### Required work
Below this line is the material. Write out only its lines from the one containing "pub fn query_failed(query: impl" through the one containing "pub fn is_retryable(&self)", both kept, exactly.

+ + + + + + +

//! Error types for the converter module.

use std::path::PathBuf;
use thiserror::Error;

use crate::format::Format;
use crate::locator::LocatorError;
use crate::process::{ExecutionError, ProcessError};

/// Errors that can occur during conversion.
#[derive(Debug, Error)]
pub enum ConversionError {
    /// The external tool is not installed.
    #[error(transparent)]
    ToolNotFound(#[from] LocatorError),

    /// The external tool ran and failed (timeout, non-zero exit, launch failure).
    #[error(transparent)]
    Execution(#[from] ExecutionError),

    /// The tool reported success but wrote no output file.
    #[error("{tool} exited successfully but did not create output file {}: {command}", path.display())]
    OutputMissing {
        tool: String,
        path: PathBuf,
        command: String,
    },

    /// The input could not be interpreted.
    #[error("Malformed input: {reason}")]
    MalformedInput { reason: String },

    /// A width/height query produced nothing usable.
    #[error("{query} query failed: {reason}")]
    QueryFailed { query: String, reason: String },

    /// No registered strategy handles the pair.
    #[error("No strategy converts {from} to {to}; supported conversions: {}", format_pairs(supported))]
    NoStrategy {
        from: Format,
        to: Format,
        supported: Vec<(Format, Format)>,
    },

    /// The alternate tool chain failed after the direct conversion produced no output.
    #[error("fallback conversion failed: {source}")]
    FallbackFailed { source: Box<ConversionError> },

    /// I/O error on the temp workspace.
    #[error("I/O error: {0}")]
    Io(#[from] std::io::Error),
}

/// Coarse classification of a [`ConversionError`].
#[derive(Debug, Clone, Copy, PartialEq, Eq)]
pub enum ErrorKind {
    ToolNotFound,
    ExecutionTimeout,
    ExecutionFailed,
    OutputMissing,
    MalformedInput,
    QueryFailed,
    NoStrategy,
    Io,
}

impl ConversionError {
    pub fn malformed_input(reason: impl Into<String>) -> Self {
        Self::MalformedInput {
            reason: reason.into(),
        }
    }

    pub fn query_failed(query: impl Into<String>, reason: impl Into<String>) -> Self {
        Self::QueryFailed {
            query: query.into(),
            reason: reason.into(),
        }
    }

    /// Wraps an error raised by the fallback chain.
    pub fn fallback(cause: ConversionError) -> Self {
        Self::FallbackFailed {
            source: Box::new(cause),
        }
    }

    /// The taxonomy kind. A fallback failure reports the kind of its cause.
    pub fn kind(&self) -> ErrorKind {
        match self {
            Self::ToolNotFound(_) => ErrorKind::ToolNotFound,
            Self::Execution(ExecutionError::Timeout { .. }) => ErrorKind::ExecutionTimeout,
            Self::Execution(ExecutionError::Launch(ProcessError::CommandNotFound { .. })) => {
                ErrorKind::ToolNotFound
            }
            Self::Execution(_) => ErrorKind::ExecutionFailed,
            Self::OutputMissing { .. } => ErrorKind::OutputMissing,
            Self::MalformedInput { .. } => ErrorKind::MalformedInput,
            Self::QueryFailed { .. } => ErrorKind::QueryFailed,
            Self::NoStrategy { .. } => ErrorKind::NoStrategy,
            Self::FallbackFailed { source } => source.kind(),
            Self::Io(_) => ErrorKind::Io,
        }
    }

    /// Whether the alternate tool chain should be tried.
    pub fn is_retryable(&self) -> bool {
        matches!(self, Self::OutputMissing { .. })
    }
}

fn format_pairs(pairs: &[(Format, Format)]) -> String {
    pairs
        .iter()
        .map(|(from, to)| format!("{from}->{to}"))
        .collect::<Vec<_>>()
        .join(", ")
}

+ + + + + + +

### Task solution
    pub fn query_failed(query: impl Into<String>, reason: impl Into<String>) -> Self {
        Self::QueryFailed {
            query: query.into(),
            reason: reason.into(),
        }
    }

    /// Wraps an error raised by the fallback chain.
    pub fn fallback(cause: ConversionError) -> Self {
        Self::FallbackFailed {
            source: Box::new(cause),
        }
    }

    /// The taxonomy kind. A fallback failure reports the kind of its cause.
    pub fn kind(&self) -> ErrorKind {
        match self {
            Self::ToolNotFound(_) => ErrorKind::ToolNotFound,
            Self::Execution(ExecutionError::Timeout { .. }) => ErrorKind::ExecutionTimeout,
            Self::Execution(ExecutionError::Launch(ProcessError::CommandNotFound { .. })) => {
                ErrorKind::ToolNotFound
            }
            Self::Execution(_) => ErrorKind::ExecutionFailed,
            Self::OutputMissing { .. } => ErrorKind::OutputMissing,
            Self::MalformedInput { .. } => ErrorKind::MalformedInput,
            Self::QueryFailed { .. } => ErrorKind::QueryFailed,
            Self::NoStrategy { .. } => ErrorKind::NoStrategy,
            Self::FallbackFailed { source } => source.kind(),
            Self::Io(_) => ErrorKind::Io,
        }
    }

    /// Whether the alternate tool chain should be tried.
    pub fn is_retryable(&self) -> bool {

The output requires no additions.